Exhibitions, events celebrate hip-hop culture


Charlie Ahearn/Cornell Hip Hop Collection
The Funky Four, with MC Sha-Rock, front, in an image from "Wild Style" director Charlie Ahearn's archive in the Hip Hop Collection. The film will be featured and Ahearn and Sha-Rock will visit as part of "Unbound from the Underground" April 4-7.

Cornell Visiting Scholar Afrika Bambaataa, Grandmaster Caz and other hip-hop pioneers will return to Ithaca April 4-7 for the opening of the Cornell Hip Hop Collection's first major exhibition and a communitywide celebration of 40 years of hip-hop culture.

The exhibition "Now Scream!" opens April 4 in Kroch Library from 5 to 7 p.m., continuing April 5 from 10 a.m.-5 p.m., with extended gallery hours April 6-7 from 1-5 p.m.

The display of audiovisual material, artwork and artifacts from Cornell University Library's collection, the world's largest archive on the birth and spread of hip-hop, is open to the public 10 a.m.-5 p.m. weekdays through Feb. 4, 2014.

"Now Scream!" features sound recordings of early live jams; examples of the first wave of hip-hop on vinyl; original flyer artwork by Buddy Esquire; images by celebrated filmmakers and photographers; research footage from Charlie Ahearn's 1983 documentary "Wild Style"; original work drawings and sketches by Golden Age graffiti writers; and items on loan to the collection -- such as an interactive recording of Public Enemy's "Louder Than a Bomb" and the never-before-seen, earliest known footage of a hip-hop performance, filmed by Timothy C. Brown Sr. in 1977.


Ernie Paniccioli/Cornell Hip Hop Collection
Grandmaster Caz of the Cold Crush Brothers is among the guest artists and performers in "Unbound from the Underground," a community celebration of hip-hop April 4-7.

"The great thing about this exhibition is that there is something for everyone," said Ben Ortiz, assistant curator of the Hip Hop Collection. "Hip-hop heads will love the artifacts that tell the story of the culture they know and love, and the uninitiated will get a good sense of what hip-hop is all about -- its art, its history, its people."

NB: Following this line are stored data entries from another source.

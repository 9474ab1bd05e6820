use mongodb::error::{Error as MongoError, ErrorKind, WriteFailure};
use thiserror::Error;

use crate::dao::{lease_store::LeaseError, storage::StorageError};

/// Result alias for MongoDB backend operations.
pub type MongoResult<T> = std::result::Result<T, MongoDaoError>;

const DUPLICATE_KEY_CODE: i32 = 11000;

/// Failures of the MongoDB backend.
#[derive(Debug, Error)]
pub enum MongoDaoError {
    /// A required environment variable is not set.
    #[error("missing MongoDB environment variable `{var}`")]
    MissingEnvVar { var: &'static str },
    /// The connection URI did not parse.
    #[error("failed to parse MongoDB connection URI `{uri}`")]
    InvalidUri {
        uri: String,
        #[source]
        source: MongoError,
    },
    /// The driver rejected the client options.
    #[error("failed to build MongoDB client from options")]
    ClientConstruction {
        #[source]
        source: MongoError,
    },
    /// The server never answered while connecting.
    #[error("MongoDB ping failed during initial connection after {attempts} attempt(s)")]
    InitialPing {
        attempts: u32,
        #[source]
        source: MongoError,
    },
    /// A health ping failed.
    #[error("MongoDB ping health check failed")]
    HealthPing {
        #[source]
        source: MongoError,
    },
    /// An index could not be created.
    #[error("failed to ensure index `{index}` on collection `{collection}`")]
    EnsureIndex {
        collection: String,
        index: &'static str,
        #[source]
        source: MongoError,
    },
    /// A row read failed.
    #[error("failed to read row `{key}` from `{table}`")]
    ReadRow {
        table: String,
        key: String,
        #[source]
        source: MongoError,
    },
    /// A row write failed.
    #[error("failed to write row `{key}` to `{table}`")]
    WriteRow {
        table: String,
        key: String,
        #[source]
        source: MongoError,
    },
    /// A lease operation failed.
    #[error("lease {operation} failed for `{key}`")]
    Lease {
        operation: &'static str,
        key: String,
        #[source]
        source: MongoError,
    },
    /// The lease object was never created.
    #[error("lease object `{key}` does not exist in `{container}`")]
    MissingLease { container: String, key: String },
}

impl From<MongoDaoError> for StorageError {
    fn from(err: MongoDaoError) -> Self {
        StorageError::unavailable(err.to_string(), err)
    }
}

impl From<MongoDaoError> for LeaseError {
    fn from(err: MongoDaoError) -> Self {
        LeaseError::Unavailable(err.into())
    }
}

/// Whether a write lost a race on a unique index (typically `_id`).
pub fn is_duplicate_key(err: &MongoError) -> bool {
    matches!(
        err.kind.as_ref(),
        ErrorKind::Write(WriteFailure::WriteError(write)) if write.code == DUPLICATE_KEY_CODE
    )
}
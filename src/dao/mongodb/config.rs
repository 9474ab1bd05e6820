use mongodb::options::ClientOptions;

use super::error::{MongoDaoError, MongoResult};

const DEFAULT_DB: &str = "cards_party";

/// Client options and the database holding rows and leases.
#[derive(Clone)]
pub struct MongoConfig {
    /// Parsed connection options.
    pub options: ClientOptions,
    /// Target database.
    pub database_name: String,
}

impl MongoConfig {
    /// Parse `uri`; the database defaults to `cards_party`.
    pub async fn from_uri(uri: &str, db_name: Option<&str>) -> MongoResult<Self> {
        let options =
            ClientOptions::parse(uri)
                .await
                .map_err(|source| MongoDaoError::InvalidUri {
                    uri: uri.to_owned(),
                    source,
                })?;

        Ok(Self {
            options,
            database_name: db_name.unwrap_or(DEFAULT_DB).to_owned(),
        })
    }

    /// Read `MONGO_URI` (required) and `MONGO_DB` (defaults to `cards_party`).
    pub async fn from_env() -> MongoResult<Self> {
        let uri = std::env::var("MONGO_URI")
            .map_err(|_| MongoDaoError::MissingEnvVar { var: "MONGO_URI" })?;
        let db = std::env::var("MONGO_DB").ok();
        Self::from_uri(&uri, db.as_deref()).await
    }
}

Highlights of Ithaca's community celebration, "Hip Hop: Unbound from the Underground," include mural painting by more than 30 guest graffitists April 5-7 on the Cornell University Press Building, 770 Cascadilla St.; a public panel discussion with Bambaataa, MC Sha-Rock, Rahiem and Brown, April 5, 2-4 p.m. in Willard Straight Theater; a "Soulsonic Space Sounds" jam with Bambaataa, the Cold Crush Brothers and Breakbeat Lou, April 4 at the Haunt; a 30th-anniversary screening of "Wild Style" with a director and artists' panel April 5 at Cinemapolis; and two additional exhibitions: "Decay to DJ: Exploring the Roots of Hip Hop," featuring photographs of the South Bronx by Joe Conzo Jr., through May 25 at the History Center of Tompkins County; and "Top 2 Bottom: A Journey Through the Elements of Hip-Hop Culture," opening April 5 at Tompkins County Public Library.

Native American Students at Cornell (NASAC) coined "Unbound From the Underground" as a conceptual theme when they invited indigenous hip-hop acts Antithesis, The Welfare Poets and Kiwi to campus to speak about the role of their art form in raising awareness about social justice issues, and perform from their cultural perspectives (Native, Afro-Latino and Filipino). On April 6 NASAC, other student affinity groups and the American Indian Program will present a socially conscious hip-hop concert, 8 p.m.-1 a.m. in G10 Biotech; and a discussion on activism and social change with Cree photographer Ernie Paniccioli and the performers, 3-5 p.m. in Appel Commons.

Guests at weekend events also include Rahiem of Grandmaster Flash and the Furious Five; groundbreaking female rapper MC Sha-Rock of the Funky Four + 1 More; JDL of the Cold Crush Brothers; Crazy Legs and Popmaster Fabel of the Rock Steady Crew and The GZA of the Wu-Tang Clan, among others.

Complete schedule of events: http://UnboundFromTheUnderground.com.

The Hip Hop Collection (http://PreservingHipHop.org), established in 2007, now comprises more than 50,000 items and has been integrated into several Cornell courses.

Gwen Glazer is the staff wroter/editor for Cornell University Library.